Daniel Dezeuze is a French artist and a founding member of the French group of artists called Supports-Surfaces. This group started to form in 1966. Their common concern was a desire to deconstruct painting in order to re-examine its history and question its nature. Colour is a fundamental question in many of their works. They frequently used non-traditional materials and referred to other non-western cultures.
Biography
Dezeuze was born in Alès, Gard. He studied Spanish literature at the university in Montpellier while attending classes at the art college.
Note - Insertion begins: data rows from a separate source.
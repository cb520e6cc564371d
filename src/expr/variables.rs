use std::{collections::HashMap, fmt};

/// Dense index of a propositional variable inside a [Variables] table
#[derive(Clone, Copy, PartialEq, Eq, Hash, PartialOrd, Ord)]
pub struct VarId(u32);

impl VarId {
    pub(crate) fn new(index: u32) -> Self {
        Self(index)
    }

    pub fn index(self) -> usize {
        self.0 as usize
    }
}

impl fmt::Debug for VarId {
    fn fmt(&self, f: &mut fmt::Formatter) -> fmt::Result {
        write!(f, "v{}", self.0)
    }
}

/// Mapping between variable names and a contiguous range of [VarId]
///
/// Names are interned in order of first appearance, so the ID of a
/// variable never changes once the formula is built.
///
/// ```rust
/// use flipsat::Variables;
///
/// let mut vars = Variables::default();
/// let a = vars.intern("a");
/// let b = vars.intern("b");
/// assert_eq!(vars.intern("a"), a);
/// assert_ne!(a, b);
/// assert_eq!(vars.name(b), "b");
/// assert_eq!(vars.len(), 2);
/// ```
#[derive(Debug, Clone, PartialEq, Eq, Default)]
pub struct Variables {
    names: Vec<String>,
    ids: HashMap<String, VarId>,
}

impl Variables {
    pub fn intern(&mut self, name: &str) -> VarId {
        if let Some(&id) = self.ids.get(name) {
            return id;
        }
        assert!(self.names.len() < u32::MAX as usize, "Too many variables");
        let id = VarId::new(self.names.len() as u32);
        self.names.push(name.to_string());
        self.ids.insert(name.to_string(), id);
        id
    }

    pub fn get(&self, name: &str) -> Option<VarId> {
        self.ids.get(name).copied()
    }

    pub fn name(&self, id: VarId) -> &str {
        &self.names[id.index()]
    }

    pub fn len(&self) -> usize {
        self.names.len()
    }

    pub fn is_empty(&self) -> bool {
        self.names.is_empty()
    }

    pub fn iter(&self) -> impl Iterator<Item = (VarId, &str)> {
        self.names
            .iter()
            .enumerate()
            .map(|(i, name)| (VarId::new(i as u32), name.as_str()))
    }
}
After spending several years abroad he finished his doctorate in Comparative Literature at the Sorbonne in Paris in 1970. Dezeuze's radical work from 1967 is in the collection of the Centre Pompidou in Paris and was shown at the Guggenheim Museum as part of the Exhibition of Masterpieces from the Centre Pompidou. His work over the years has been extremely varied in materials and in tone, from the austere rigour of his flexible wooden ladders of the 1970s, to the ethereal lightness of his gauze pieces going on to the playfulness of his colourful Peintures qui perlent which are painted wooden cubes and beads attached to a rigid framework. There are two main directions in his work: the first, his deconstruction of painting and its components and the second, his creation of series of objects which evoke humanity's perennial activities. Dezeuze's drawings also can be grouped in these same two directions with the addition of his sensitive and delightful evocations of nature in his series La Vie Amoureuse des Plantes, his numerous and colourful Butterflies and enigmatic Grotesques. His exhibitions have been numerous in France and abroad. He exhibited regularly at the Yvon Lambert Gallery in Paris from 1971 until 1991 and since that date at the Daniel Templon Gallery in Paris. Daniel Dezeuze also has a considerable body of written work. In 1971 he founded the review Peinture, cahiers théoriques with Louis Cane and Marc Devade with the help of the review Tel Quel. His theoretical articles from this review are included in the publication from the Ecole Nationale des Beaux-Arts de Paris of his writings. Also included are several interviews and a great part of his published poetry. Among his commissions must be included the mosaic floor in the Church of St. Laurent in Puy-en-Velay, his sculpture in the Tuileries Gardens, the optic fibre sculpture in the Toulouse subway and his redecoration, incorporating several of his works, of the Hôtel du Sully in Paris.